Each line of the data below containing "WebhookData" needs to be listed.

________________

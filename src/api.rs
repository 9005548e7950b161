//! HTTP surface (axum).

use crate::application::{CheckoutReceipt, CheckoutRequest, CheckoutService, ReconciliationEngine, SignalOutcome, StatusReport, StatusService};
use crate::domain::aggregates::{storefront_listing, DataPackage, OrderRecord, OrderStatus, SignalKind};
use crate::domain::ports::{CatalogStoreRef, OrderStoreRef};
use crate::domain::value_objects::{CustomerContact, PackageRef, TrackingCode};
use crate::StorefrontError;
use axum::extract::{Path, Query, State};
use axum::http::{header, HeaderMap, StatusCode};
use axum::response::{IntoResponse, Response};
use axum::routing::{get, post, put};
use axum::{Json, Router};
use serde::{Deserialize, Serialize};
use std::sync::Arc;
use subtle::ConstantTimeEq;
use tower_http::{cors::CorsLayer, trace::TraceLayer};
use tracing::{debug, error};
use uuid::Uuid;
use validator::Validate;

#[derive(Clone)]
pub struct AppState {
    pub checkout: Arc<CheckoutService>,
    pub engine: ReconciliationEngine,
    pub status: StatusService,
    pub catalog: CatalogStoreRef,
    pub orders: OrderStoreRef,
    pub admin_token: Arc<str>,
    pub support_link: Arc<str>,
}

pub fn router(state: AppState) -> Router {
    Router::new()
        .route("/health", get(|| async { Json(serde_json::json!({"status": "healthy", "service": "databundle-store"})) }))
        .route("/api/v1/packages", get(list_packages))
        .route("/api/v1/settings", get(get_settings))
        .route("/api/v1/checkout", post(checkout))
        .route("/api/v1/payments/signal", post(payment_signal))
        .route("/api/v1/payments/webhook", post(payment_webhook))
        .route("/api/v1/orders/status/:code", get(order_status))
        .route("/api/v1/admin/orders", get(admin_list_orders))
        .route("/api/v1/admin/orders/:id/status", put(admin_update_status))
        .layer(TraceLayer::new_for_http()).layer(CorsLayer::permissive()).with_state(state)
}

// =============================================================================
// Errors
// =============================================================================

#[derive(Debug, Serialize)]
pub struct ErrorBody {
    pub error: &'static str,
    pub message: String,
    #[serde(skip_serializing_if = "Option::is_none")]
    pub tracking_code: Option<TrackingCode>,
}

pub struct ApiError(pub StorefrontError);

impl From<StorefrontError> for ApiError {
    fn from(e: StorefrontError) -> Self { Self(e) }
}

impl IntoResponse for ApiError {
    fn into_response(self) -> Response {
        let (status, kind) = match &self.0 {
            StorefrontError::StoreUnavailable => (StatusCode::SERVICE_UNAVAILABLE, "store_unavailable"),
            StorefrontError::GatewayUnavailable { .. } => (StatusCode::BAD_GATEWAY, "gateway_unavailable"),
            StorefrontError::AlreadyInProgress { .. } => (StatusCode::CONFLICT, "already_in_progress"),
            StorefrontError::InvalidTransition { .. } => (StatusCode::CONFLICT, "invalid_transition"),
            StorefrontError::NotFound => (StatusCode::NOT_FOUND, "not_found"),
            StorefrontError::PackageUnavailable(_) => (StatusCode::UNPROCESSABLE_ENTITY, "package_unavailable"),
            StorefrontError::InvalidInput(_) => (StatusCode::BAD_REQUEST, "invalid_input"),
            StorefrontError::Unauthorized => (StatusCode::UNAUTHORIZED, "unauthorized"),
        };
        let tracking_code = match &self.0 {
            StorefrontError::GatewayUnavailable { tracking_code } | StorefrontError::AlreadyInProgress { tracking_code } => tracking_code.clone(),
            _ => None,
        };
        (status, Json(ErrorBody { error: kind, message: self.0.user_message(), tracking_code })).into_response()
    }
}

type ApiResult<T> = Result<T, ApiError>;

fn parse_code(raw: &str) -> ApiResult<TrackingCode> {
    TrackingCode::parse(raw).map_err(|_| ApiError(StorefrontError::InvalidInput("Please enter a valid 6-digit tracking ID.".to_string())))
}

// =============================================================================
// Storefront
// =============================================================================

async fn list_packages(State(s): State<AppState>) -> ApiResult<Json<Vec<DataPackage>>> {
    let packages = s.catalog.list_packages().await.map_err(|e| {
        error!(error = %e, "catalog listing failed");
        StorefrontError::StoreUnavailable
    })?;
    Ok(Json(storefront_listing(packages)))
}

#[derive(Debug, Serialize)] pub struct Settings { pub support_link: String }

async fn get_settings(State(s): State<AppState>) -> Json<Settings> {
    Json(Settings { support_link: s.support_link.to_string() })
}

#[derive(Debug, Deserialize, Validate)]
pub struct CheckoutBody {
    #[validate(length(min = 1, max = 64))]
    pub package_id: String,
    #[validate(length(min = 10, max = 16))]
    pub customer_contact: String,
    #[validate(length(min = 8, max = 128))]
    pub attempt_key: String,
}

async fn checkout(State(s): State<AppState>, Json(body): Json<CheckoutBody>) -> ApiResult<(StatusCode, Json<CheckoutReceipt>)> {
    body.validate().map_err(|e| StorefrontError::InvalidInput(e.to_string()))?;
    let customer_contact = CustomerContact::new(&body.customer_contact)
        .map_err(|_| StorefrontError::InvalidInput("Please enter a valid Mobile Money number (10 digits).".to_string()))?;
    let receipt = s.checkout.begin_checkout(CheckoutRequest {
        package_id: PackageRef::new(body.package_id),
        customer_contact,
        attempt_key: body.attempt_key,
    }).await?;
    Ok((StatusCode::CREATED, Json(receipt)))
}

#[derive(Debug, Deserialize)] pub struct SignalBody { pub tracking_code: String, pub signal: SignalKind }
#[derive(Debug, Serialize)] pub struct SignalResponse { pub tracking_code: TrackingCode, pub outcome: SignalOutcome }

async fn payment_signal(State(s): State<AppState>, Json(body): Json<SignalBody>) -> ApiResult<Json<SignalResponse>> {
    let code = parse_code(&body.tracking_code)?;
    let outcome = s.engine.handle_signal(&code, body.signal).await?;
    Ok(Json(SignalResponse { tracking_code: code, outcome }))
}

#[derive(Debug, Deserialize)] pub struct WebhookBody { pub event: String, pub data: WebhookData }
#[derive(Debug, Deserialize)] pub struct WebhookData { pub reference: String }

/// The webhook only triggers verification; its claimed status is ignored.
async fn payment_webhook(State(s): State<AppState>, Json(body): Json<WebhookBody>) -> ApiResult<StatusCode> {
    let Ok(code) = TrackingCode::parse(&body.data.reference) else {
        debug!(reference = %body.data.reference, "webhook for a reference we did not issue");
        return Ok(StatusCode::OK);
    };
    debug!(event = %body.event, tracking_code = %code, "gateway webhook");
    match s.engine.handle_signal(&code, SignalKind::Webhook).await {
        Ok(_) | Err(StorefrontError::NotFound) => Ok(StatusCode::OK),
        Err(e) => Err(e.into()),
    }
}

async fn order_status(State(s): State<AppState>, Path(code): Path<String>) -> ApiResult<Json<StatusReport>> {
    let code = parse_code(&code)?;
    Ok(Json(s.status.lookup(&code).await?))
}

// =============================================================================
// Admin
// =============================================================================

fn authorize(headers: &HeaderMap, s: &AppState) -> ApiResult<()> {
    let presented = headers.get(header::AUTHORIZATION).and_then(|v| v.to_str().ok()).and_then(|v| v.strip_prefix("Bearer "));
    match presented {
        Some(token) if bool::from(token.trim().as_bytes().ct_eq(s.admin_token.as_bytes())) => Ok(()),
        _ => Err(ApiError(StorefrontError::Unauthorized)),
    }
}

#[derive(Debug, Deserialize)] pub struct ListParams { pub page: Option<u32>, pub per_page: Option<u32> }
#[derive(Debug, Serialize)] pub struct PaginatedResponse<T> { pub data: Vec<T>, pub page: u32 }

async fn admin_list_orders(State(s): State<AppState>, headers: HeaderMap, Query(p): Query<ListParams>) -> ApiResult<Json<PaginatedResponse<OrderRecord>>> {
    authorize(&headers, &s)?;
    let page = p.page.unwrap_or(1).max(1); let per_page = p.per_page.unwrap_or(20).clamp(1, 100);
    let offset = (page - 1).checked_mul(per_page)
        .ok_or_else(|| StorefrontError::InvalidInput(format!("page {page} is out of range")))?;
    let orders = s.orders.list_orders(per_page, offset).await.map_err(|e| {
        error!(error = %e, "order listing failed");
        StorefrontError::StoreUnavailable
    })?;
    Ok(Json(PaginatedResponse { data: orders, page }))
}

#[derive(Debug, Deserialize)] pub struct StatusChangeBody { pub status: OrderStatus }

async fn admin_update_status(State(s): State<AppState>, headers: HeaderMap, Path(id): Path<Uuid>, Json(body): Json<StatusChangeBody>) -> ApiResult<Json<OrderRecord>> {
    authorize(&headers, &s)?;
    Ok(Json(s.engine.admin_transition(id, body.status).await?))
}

________________

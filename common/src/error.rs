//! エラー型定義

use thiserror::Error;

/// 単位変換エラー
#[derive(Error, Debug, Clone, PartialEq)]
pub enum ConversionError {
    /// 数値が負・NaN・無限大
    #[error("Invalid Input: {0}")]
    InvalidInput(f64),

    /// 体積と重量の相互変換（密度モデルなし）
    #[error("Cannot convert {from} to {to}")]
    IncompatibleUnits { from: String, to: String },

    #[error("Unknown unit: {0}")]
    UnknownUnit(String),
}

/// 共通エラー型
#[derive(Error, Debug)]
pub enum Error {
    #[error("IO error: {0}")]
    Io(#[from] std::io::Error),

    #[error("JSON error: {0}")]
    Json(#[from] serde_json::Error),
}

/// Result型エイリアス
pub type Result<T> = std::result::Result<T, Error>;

________________

Worked solution |
#[derive(Debug, Deserialize)] pub struct WebhookBody { pub event: String, pub data: WebhookData }
#[derive(Debug, Deserialize)] pub struct WebhookData { pub reference: String }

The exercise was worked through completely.